Roland6 Silver badge

Re: Retarded, or What?

>” and no OEM ink cartridge has ever cost $4.”

But the ink in the cartridge?

What you have highlighted is the cost of cartridges.

Compatible ink for an HP-971 can be had for £62+vat per litre, ie. 6.2p per ml. Difficult to do a comparison as HP only rate their cartridges by number of pages.

Whilst this specific bag of ink is compatible with the OctoInkjet BagCIS, decanting this into 8ml cartridges (at scale) and distributing said cartridges is going to cost. I doubt a cartridge is as cheap as a plastic zipper bag (100 for £1.50).

Roland6 Silver badge

My local printer leasing company I had dealings with use third party toner cartridges, they’ve not had any problems, so suspect you need to investigate your sourcing…

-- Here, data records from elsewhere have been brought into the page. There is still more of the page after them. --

//! TF 卡（SD/MMC 控制器）host 驱动
//!
//! 把总线层的通用请求翻译成 sunxi 控制器原生命令，跟踪卡在位状态，并由后台线程在插卡、
//! 连续传输错误时驱动文件系统的挂载与卸载。
//!
//! - `resp`：响应类型 / 数据方向 → 原生位掩码
//! - `request`：MmcReq 执行、错误计数
//! - `iocfg`：时钟 / 总线宽度
//! - `presence`：卡检测
//! - `monitor`：热插拔状态机
//! - `tf_init`：注册与启动

mod config;
mod host;
mod iocfg;
mod monitor;
mod ops;
mod presence;
mod request;
mod resp;

#[cfg(test)]
mod testutil;

use alloc::boxed::Box;
use alloc::sync::Arc;

use axerrno::{AxError, AxResult};
use dfs::Dfs;
use mmc::{HostOps, MmcCore};

use crate::gpio::{self, PinMux};
use crate::sync::{Sleeper, TaskSpawner};

pub use config::{MonitorConfig, TaskConfig, TfConfig};
pub use host::HostState;
pub use iocfg::IoAction;
pub use monitor::{HotplugMonitor, MonitorEvent, MonitorState};
pub use ops::{DataFlags, NativeBuf, NativeCmd, NativeData, RespFlags, SunxiMmc};
pub use request::RequestOutcome;
pub use resp::{data_flags, data_flags_from_bits, resp_flags};

const TARGET: &str = "bsp::tf";

/// 注册 TF 卡驱动所需的外部服务
pub struct TfEnv<'a> {
    pub core: &'a dyn MmcCore,
    pub pinmux: &'a dyn PinMux,
    pub fs: Arc<dyn Dfs>,
    pub sleeper: Arc<dyn Sleeper>,
    pub spawner: &'a dyn TaskSpawner,
}

/// 注册 TF 卡驱动并启动热插拔监控
///
/// 顺序：分配 host → SDC0 引脚复用 → 探测控制器 → 绑定能力与 HostOps → 检测卡并在插卡时挂载
/// → 创建监控线程。
///
/// # 错误
/// - host 分配失败：`NoMemory`
/// - 控制器探测失败：`NotFound`
/// - 监控线程创建失败：透传 spawner 的错误；启动时已挂载的先卸载
///
/// 这些错误都会中止本设备的 bring-up，本层不重试。
pub fn tf_init<C, P>(env: TfEnv<'_>, cfg: &TfConfig, probe: P) -> AxResult<Arc<HostState<C>>>
where
    C: SunxiMmc + 'static,
    P: FnOnce(u32) -> Option<C>,
{
    let host = env.core.alloc_host().ok_or_else(|| {
        log::error!(target: TARGET, "failed to alloc host in tf_init");
        AxError::NoMemory
    })?;

    gpio::sdc0_pinmux(env.pinmux);

    let ctrl = probe(cfg.sdc_no).ok_or_else(|| {
        log::error!(target: TARGET, "failed to probe mmc{} in tf_init", cfg.sdc_no);
        AxError::NotFound
    })?;

    let state = Arc::new(HostState::new(ctrl));
    let ops: Arc<dyn HostOps> = state.clone();
    host.register(&cfg.caps, ops);
    log::info!(
        target: TARGET,
        "mmc{}: host registered, card detect line {}",
        cfg.sdc_no,
        if state.is_present() { "high" } else { "low" }
    );

    let initial = state.await_presence_change(&*host, cfg.monitor.cd_timeout);
    let fs = env.fs.clone();
    let mut monitor = HotplugMonitor::new(state.clone(), host, env.fs, cfg.mount, cfg.monitor);
    monitor.start(initial);
    let mounted = monitor.phase() == MonitorState::CardMounted;

    let task = cfg.monitor.task;
    let sleeper = env.sleeper;
    env.spawner
        .spawn(
            task.name,
            task.stack_size,
            task.priority,
            task.tick,
            Box::new(move || monitor.run(&*sleeper)),
        )
        .map_err(|e| {
            log::error!(target: TARGET, "failed to start {}: {:?}", task.name, e);
            // 没有监控线程就不保留启动时的挂载
            if mounted {
                if let Err(ret) = fs.unmount(cfg.mount.path) {
                    log::warn!(target: TARGET, "Unmount {} failed: {}", cfg.mount.path, ret);
                }
            }
            e
        })?;

    Ok(state)
}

It is notable they don’t supply HP printers unless the customer explicitly asks for them, their preference is DEVELOP…

Roland6 Silver badge

Re: "to make printing a subscription"

My point was, if you want it to be a restrictive subscription the. Don’t mislead people by selling the printer.

Remember whilst many cheap mobile phones are locked to a network, there is a reasonable expectation they can be unlocked, via completion of contract or payment of a fee.

Yes, I’m aware of the HP paper add-on Service, currently the printer does not perform any paper detection, hence you are free to use third-party papers. Following the logic of the ink subscription, we can expect a future HP printer to scan every sheet of paper to confirm it was supplied by HP…

Personally, it is looking increasingly likely my next aid/printer will be a Konica Minolta/DEVELOP device…

Roland6 Silver badge

Re: "to make printing a subscription"

Simple unambiguous solution: stop selling printers, provide them free (like ISPs and routers) when someone signs up to an ink subscription.

Today it’s ink on subscription, tomorrow it will also be (HP) paper on subscription…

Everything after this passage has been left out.